> _EXERCISE GOAL_: Copy out, from the data below, each line in which the word "ConversionError" occurs.

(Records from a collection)

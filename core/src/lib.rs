//! Roman numeral conversion core.
//!
//! # Overview
//! The `numeral` module is a pure converter between Arabic integers in
//! `1..=3999` and canonical Roman numerals. Around it sits a synchronous
//! client for the conversion service that builds `HttpRequest` values and
//! parses `HttpResponse` values without touching the network (host-does-IO
//! pattern).
//!
//! # Design
//! - The converter has no state and no I/O; failures are `ConversionError`
//!   values, never panics.
//! - `ConverterClient` is stateless; it holds only `base_url`.
//! - DTOs are defined independently from the server crate; integration tests
//!   catch schema drift.

pub mod client;
pub mod error;
pub mod http;
pub mod numeral;
pub mod types;

pub use client::{ConverterClient, Endpoint};
pub use error::{ApiError, ConversionError, ErrorKind};
pub use http::{HttpMethod, HttpRequest, HttpResponse};
pub use numeral::{
    arabic_to_roman, is_valid_arabic, is_valid_roman, roman_to_arabic, ArabicValue, RomanNumeral,
    MAX_ARABIC, MIN_ARABIC,
};
pub use types::{ArabicResponse, CorsPolicy, ErrorBody, RomanResponse};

> _ANSWER SECTION_:
//! - The converter has no state and no I/O; failures are `ConversionError`
pub use error::{ApiError, ConversionError, ErrorKind};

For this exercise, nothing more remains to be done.